Newswise — The very people Superman could not save were his own creators—Jerry Siegel, the writer, and Joe Shuster, the comic artist.
Superman was unable to fly into action to rescue the naïve and idealistic teens, eager for fame and fortune. He couldn’t stop them from selling rights to their creation for a mere $130—what seemed like a windfall during the Great Depression for two young and inexperienced kids from Cleveland’s Glenville neighborhood.
Now, Case Western Reserve University English instructor Brad Ricca gives Superman’s creators their due, bringing them from near obscurity in the first comprehensive (448 pages) biography of the artists, Super Boys: The Amazing Adventures of Jerry Siegel and Joe Shuster—The Creators of Superman.
St. Martin’s Press released Super Boys to coincide with the 75th anniversary of Superman’s creation and the release of a major motion picture this summer.
“Superman’s lasting appeal is that it is a story about the American myth of goodness overpowering evil. It’s one kids around the world know without reading the comics,” Ricca says. “Superman is a character from the comics that flies around in a cape and bodybuilding suit, yet everyone acts like he is real. You don’t see that with Peter Pan or Alice in Wonderful.”
It took seven years after Superman’s creation before DC Comics bought the rights to him. Lone Ranger and Tarzan were popular on the radio, but the superhero concept was too new for comic publishers to embrace. As Hitler came to power, people needed a savior like Superman.
So did his creators, who suffered poor self-images, Ricca says. They created this good looking character with a bodybuilder’s physique that would attract the Lois Lanes of the world.
“Super Boys is also about living the American dream for the creators, who had it and then lost it just as fast,” adds Rica.
Ricca’s book title is a takeoff on Michael Chabon’s Pulitzer Prize-winning novel, The Adventures of Kavalier & Clay, a fictional account of a couple of superhero creators.
“This is the real-life version,” Ricca says. “Chabon’s is obviously fiction, but in many ways, the real story of Siegel and Shuster is even crazier.”
Ricca invested years of research, during which he also produced the award-winning documentary, “Last Son,” in 2010. His curiosity to learn more about Superman’s creators sent him searching library archives in Cleveland and New York. He read old Glenville High newspapers and yearbooks, police records, legal documents and other sources. He discovered some of the creators’ first collaborations were filled with teenage angst about looks, girls and the desire to be popular. “As nerdy as it sounds,” Ricca says, “I even sat in Siegel’s old bedroom thinking about him and imagining him writing the Superman story.”
Along the way, Ricca made several discoveries. One was a letter from an apparent third partner in Superman’s creation. He also found evidence of an unrequited high school crush on a Lois Amster, who helped inspire the Lois Lane character. (The actual model for Lane would later become Siegel’s wife). He also found police records that identify suspected robbers (never found) of the family’s clothing store on Central Avenue, during which Siegel’s father died of heart failure.

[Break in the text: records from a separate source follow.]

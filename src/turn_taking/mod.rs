//! Pause/Stopword Turn-Taking Engine: converts a continuous inbound audio
//! stream into discrete user-utterance events and invokes a user generator
//! exactly once per utterance, interruptibly streaming its yields back to
//! the peer.
//!
//! The explicit `LISTENING` / `USER_SPEAKING` / `RESPONDING` enum with
//! `From`/transition methods follows the same state-machine style as
//! session lifecycle tracking elsewhere in this crate. Cooperative
//! cancellation uses a plain `Arc<AtomicBool>` flag plus `Notify` rather
//! than pulling in `tokio-util`.

use std::sync::atomic::{AtomicBool, Ordering};
use std::sync::Arc;

use tokio::sync::{Mutex, Notify};

use crate::control::{ControlChannel, ControlMsg};
use crate::frame::{AudioFrame, Yield};
use crate::vad::VadEvent;

/// Cooperative cancellation signal shared between the turn-taking state
/// machine and a running generator task.
#[derive(Clone, Default)]
pub struct CancelToken {
    cancelled: Arc<AtomicBool>,
    notify: Arc<Notify>,
}

impl CancelToken {
    pub fn new() -> Self {
        Self::default()
    }

    pub fn cancel(&self) {
        self.cancelled.store(true, Ordering::SeqCst);
        self.notify.notify_waiters();
    }

    pub fn is_cancelled(&self) -> bool {
        self.cancelled.load(Ordering::SeqCst)
    }

    /// Reset for the next utterance. Must only be called once no generator
    /// from the previous turn is still running.
    pub fn reset(&self) {
        self.cancelled.store(false, Ordering::SeqCst);
    }
}

#[derive(Debug, Clone, Copy, PartialEq, Eq)]
pub enum TurnState {
    Listening,
    UserSpeaking,
    Responding,
}

/// What begins collection of the next utterance.
#[derive(Debug, Clone, Copy, PartialEq, Eq)]
pub enum TriggerMode {
    /// ReplyOnPause: VAD `StartedTalking` alone starts the turn.
    Pause,
    /// ReplyOnStopwords: VAD `StartedTalking` plus a stopword match.
    Stopwords,
}

/// A user generator's output, consumed item by item until it returns.
pub trait TurnGenerator: Send {
    /// Produce the next yield, or `None` when the generator is finished.
    /// Implementations should check `cancel.is_cancelled()` between items
    /// and return `None` promptly once cancelled.
    fn next_yield(&mut self, cancel: &CancelToken) -> Option<Yield>;
}

/// A boxed closure-backed generator for simple handlers that don't need
/// their own type.
pub struct FnGenerator<F: FnMut(&CancelToken) -> Option<Yield> + Send>(pub F);

impl<F: FnMut(&CancelToken) -> Option<Yield> + Send> TurnGenerator for FnGenerator<F> {
    fn next_yield(&mut self, cancel: &CancelToken) -> Option<Yield> {
        (self.0)(cancel)
    }
}

/// Factory invoked once per utterance: given the collected utterance audio
/// and the current input snapshot tail, produce a fresh generator.
pub type GeneratorFactory =
    Box<dyn Fn(AudioFrame, &[serde_json::Value]) -> Box<dyn TurnGenerator> + Send + Sync>;

pub struct TurnTakingEngine {
    mode: TriggerMode,
    state: TurnState,
    factory: GeneratorFactory,
    cancel: CancelToken,
    current_generator: Option<Box<dyn TurnGenerator>>,
    /// True once a stopword has matched for the utterance currently being
    /// collected (ReplyOnStopwords only).
    stopword_armed: bool,
}

/// Result of driving the engine one step: outbound media/extra yields plus
/// control messages to send, in order.
#[derive(Default)]
pub struct TurnStep {
    pub yields: Vec<Yield>,
    pub controls: Vec<ControlMsg>,
}

impl TurnTakingEngine {
    pub fn new(mode: TriggerMode, factory: GeneratorFactory) -> Self {
        Self {
            mode,
            state: TurnState::Listening,
            factory,
            cancel: CancelToken::new(),
            current_generator: None,
            stopword_armed: false,
        }
    }

    pub fn state(&self) -> TurnState {
        self.state
    }

    /// Record a stopword match. Only meaningful in `TriggerMode::Stopwords`
    /// while `LISTENING`; arms the next `StartedTalking` to begin a turn.
    pub fn on_stopword_matched(&mut self, matched: String) -> Option<ControlMsg> {
        if self.mode == TriggerMode::Stopwords && self.state == TurnState::Listening {
            self.stopword_armed = true;
            Some(ControlMsg::Stopword { data: matched })
        } else {
            None
        }
    }

    /// Feed one VAD event. `utterance` is populated on `Paused`.
    pub fn on_vad_event(&mut self, event: VadEvent, utterance: Option<AudioFrame>, inputs: &[serde_json::Value]) -> TurnStep {
        let mut step = TurnStep::default();
        match (self.state, event) {
            (TurnState::Listening, VadEvent::StartedTalking) => {
                let armed = match self.mode {
                    TriggerMode::Pause => true,
                    TriggerMode::Stopwords => self.stopword_armed,
                };
                if armed {
                    self.state = TurnState::UserSpeaking;
                }
            }
            (TurnState::UserSpeaking, VadEvent::Paused) => {
                self.stopword_armed = false;
                self.state = TurnState::Responding;
                step.controls.push(ControlMsg::PauseDetected);
                let audio = utterance.unwrap_or(AudioFrame::silence(16_000, 1, 0));
                self.cancel = CancelToken::new();
                self.current_generator = Some((self.factory)(audio, inputs));
                step.controls.push(ControlMsg::ResponseStarting);
            }
            (TurnState::Responding, VadEvent::StartedTalking) => {
                // Barge-in: cancel the running generator cooperatively and
                // fall straight back into collecting the new utterance.
                self.cancel.cancel();
                self.current_generator = None;
                self.state = TurnState::UserSpeaking;
            }
            _ => {}
        }
        step
    }

    /// Pull the next item from the running generator, if any. Call this in
    /// a loop from the outbound pump while `state() == Responding`.
    pub fn drive_generator(&mut self) -> TurnStep {
        let mut step = TurnStep::default();
        let Some(generator) = self.current_generator.as_mut() else {
            return step;
        };
        if self.cancel.is_cancelled() {
            self.current_generator = None;
            return step;
        }
        match generator.next_yield(&self.cancel) {
            Some(item) => {
                if !self.cancel.is_cancelled() {
                    step.yields.push(item);
                }
            }
            None => {
                self.current_generator = None;
                self.state = TurnState::Listening;
            }
        }
        step
    }

    /// Called when the underlying stream ends while `RESPONDING`: cancel
    /// and emit a single truncation warning.
    pub fn on_stream_end(&mut self) -> Option<ControlMsg> {
        if self.state == TurnState::Responding {
            self.cancel.cancel();
            self.current_generator = None;
            self.state = TurnState::Listening;
            Some(ControlMsg::warning("response truncated: stream ended"))
        } else {
            None
        }
    }

    /// Called when the generator panics or raises: surface an `error`
    /// control message and return to `LISTENING` without crashing the
    /// session.
    pub fn on_generator_error(&mut self, message: impl Into<String>) -> ControlMsg {
        self.cancel.cancel();
        self.current_generator = None;
        self.state = TurnState::Listening;
        ControlMsg::error(message)
    }
}

/// Send every control message in a [`TurnStep`] in order, over the given
/// channel, preserving the guarantee that `pause_detected` precedes
/// `response_starting`.
pub async fn send_step_controls(
    channel: &dyn ControlChannel,
    step: &TurnStep,
) -> Result<(), crate::error::ControlChannelError> {
    for msg in &step.controls {
        channel.send(msg.clone()).await?;
    }
    Ok(())
}

/// Minimal default generator: yields the collected utterance back once and
/// finishes. Stands in for a user-registered `ReplyOnPause`/
/// `ReplyOnStopwords` generator until one is mounted — mirrors the Handler
/// Runtime's `EchoHandler` default in the same role.
pub fn echo_generator_factory() -> GeneratorFactory {
    Box::new(|utterance, _inputs| {
        let mut remaining = Some(Yield::Audio(utterance));
        Box::new(FnGenerator(move |_cancel: &CancelToken| remaining.take()))
    })
}

/// Drives a [`TurnTakingEngine`] from an async event loop. Generators are
/// user code and may block, so every step runs on the blocking-pool the same
/// way `HandlerRuntime` bridges synchronous `Handler` methods.
#[derive(Clone)]
pub struct TurnTakingRuntime {
    engine: Arc<Mutex<TurnTakingEngine>>,
}

impl TurnTakingRuntime {
    pub fn new(mode: TriggerMode, factory: GeneratorFactory) -> Self {
        Self {
            engine: Arc::new(Mutex::new(TurnTakingEngine::new(mode, factory))),
        }
    }

    pub async fn state(&self) -> TurnState {
        self.engine.lock().await.state()
    }

    pub async fn on_stopword_matched(&self, matched: String) -> Option<ControlMsg> {
        self.engine.lock().await.on_stopword_matched(matched)
    }

    pub async fn on_vad_event(&self, event: VadEvent, utterance: Option<AudioFrame>, inputs: Vec<serde_json::Value>) -> TurnStep {
        let engine = self.engine.clone();
        tokio::task::spawn_blocking(move || {
            let mut guard = engine.blocking_lock();
            guard.on_vad_event(event, utterance, &inputs)
        })
        .await
        .unwrap_or_default()
    }

    pub async fn drive_generator(&self) -> TurnStep {
        let engine = self.engine.clone();
        tokio::task::spawn_blocking(move || {
            let mut guard = engine.blocking_lock();
            guard.drive_generator()
        })
        .await
        .unwrap_or_default()
    }

    pub async fn on_stream_end(&self) -> Option<ControlMsg> {
        self.engine.lock().await.on_stream_end()
    }

    pub async fn on_generator_error(&self, message: impl Into<String> + Send + 'static) -> ControlMsg {
        self.engine.lock().await.on_generator_error(message)
    }
}
/// Reads RTP off `track` until the remote side ends it, driving the same
/// pipeline selection `websocket::handle_connection` does.
async fn run_inbound_track(
    track: Arc<TrackRemote>,
    session: Arc<Session>,
    session_manager: Arc<SessionManager>,
    options: ConnectionOptions,
    outbound_track: Arc<TrackLocalStaticSample>,
    control_channel: Arc<RwLock<Option<Arc<RTCDataChannel>>>>,
) {
    let pipeline_properties: HandlerProperties = match &options.turn_taking {
        Some(factory) => factory.properties.clone(),
        None => session.handler.properties().await,
    };

    let mut decoder = match OpusDecoder::new(SampleRate::Hz48000, Channels::Stereo) {
        Ok(d) => d,
        Err(e) => {
            log::warn!("failed to construct opus decoder: {e}");
            return;
        }
    };
    let mut encoder = match OpusEncoder::new(SampleRate::Hz48000, Channels::Stereo, Application::Voip) {
        Ok(e) => e,
        Err(e) => {
            log::warn!("failed to construct opus encoder: {e}");
            return;
        }
    };

    let mut inbound_codec = match AudioCodec::new(
        OPUS_SAMPLE_RATE,
        pipeline_properties.input_sample_rate,
        pipeline_properties.expected_layout,
        if options.turn_taking.is_some() {
            ((pipeline_properties.input_sample_rate as f64) * 0.02) as usize
        } else {
            pipeline_properties.output_frame_samples
        },
    ) {
        Ok(c) => c,
        Err(e) => {
            log::warn!("webrtc inbound codec build failed: {e}");
            return;
        }
    };
    let mut outbound_codec = match AudioCodec::new(
        pipeline_properties.output_sample_rate,
        OPUS_SAMPLE_RATE,
        pipeline_properties.expected_layout,
        OPUS_FRAME_SAMPLES_PER_CHANNEL,
    ) {
        Ok(c) => c,
        Err(e) => {
            log::warn!("webrtc outbound codec build failed: {e}");
            return;
        }
    };

    let mut turn_taking_pump = options
        .turn_taking
        .as_deref()
        .map(|factory| TurnTakingPump::new(factory, &options.vad, &options.stopword));

    // Largest plausible decode for a single Opus packet at this rate: well
    // above the nominal 960 samples/channel so a rare larger frame doesn't
    // truncate.
    let mut pcm_buf = vec![0i16; OPUS_FRAME_SAMPLES_PER_CHANNEL * OPUS_CHANNELS as usize * 4];

    loop {
        let (packet, _attrs) = match track.read_rtp().await {
            Ok(v) => v,
            Err(_) => break,
        };
        session.touch_inbound().await;
        session.set_state(SessionState::Active).await;

        let decoded_per_channel = match decoder.decode(Some(packet.payload.as_ref()), &mut pcm_buf, false) {
            Ok(n) => n,
            Err(e) => {
                log::warn!("opus decode error: {e}");
                continue;
            }
        };
        let frame = AudioFrame {
            sample_rate: OPUS_SAMPLE_RATE,
            channels: OPUS_CHANNELS,
            samples: pcm_buf[..decoded_per_channel * OPUS_CHANNELS as usize].to_vec(),
        };

        let native_frames = match inbound_codec.process(&frame) {
            Ok((frames, _)) => frames,
            Err(e) => {
                log::warn!("webrtc inbound codec error: {e}");
                continue;
            }
        };

        if let Some(pump) = turn_taking_pump.as_mut() {
            for native in native_frames {
                let inputs = session.input_snapshot().await;
                let mut sink = OpusRtpSink {
                    codec: &mut outbound_codec,
                    encoder: &mut encoder,
                    track: &outbound_track,
                    control: &control_channel,
                };
                pump.push(&native.samples, inputs, &mut sink).await;
            }
            continue;
        }

        for native in native_frames {
            let overflowed = session.handler.enqueue(InboundFrame::Audio(native)).await;
            if overflowed {
                send_control(&control_channel, ControlMsg::warning("inbound audio queue overflowed")).await;
            }
        }
        if let Err(e) = session.handler.pump_receive().await {
            log::warn!("webrtc handler receive error: {e}");
            send_control(&control_channel, ControlMsg::error(e.to_string())).await;
            continue;
        }
        while let Ok(Some(OutboundFrame::Audio(out_frame))) = session.handler.emit().await {
            match outbound_codec.process(&out_frame) {
                Ok((frames, _)) => {
                    for framed in frames {
                        encode_and_write(&mut encoder, &outbound_track, &framed).await;
                    }
                }
                Err(e) => log::warn!("webrtc outbound codec error: {e}"),
            }
        }
    }

    if let Some(tail) = outbound_codec.flush() {
        encode_and_write(&mut encoder, &outbound_track, &tail).await;
    }
    session.set_state(SessionState::Draining).await;
    session_manager.remove_session(&session.id).await;
}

“Siegel and Shuster used what they knew—Cleveland,” Ricca says.
Today’s Cleveland is far different from the days of Cleveland Police Chief Eliot Ness, who would become the head of the Untouchables (team of law enforcement agents) that took down mobster Al Capone in Chicago. Ness chased street crime that inspired the Superman stories.
Both Siegel and Shuster died in the 1990s. They kept alive their hope and determination that someday they could reclaim national attention for Superman, according to Ricca. Super Boys, then, gives them another chance at fame.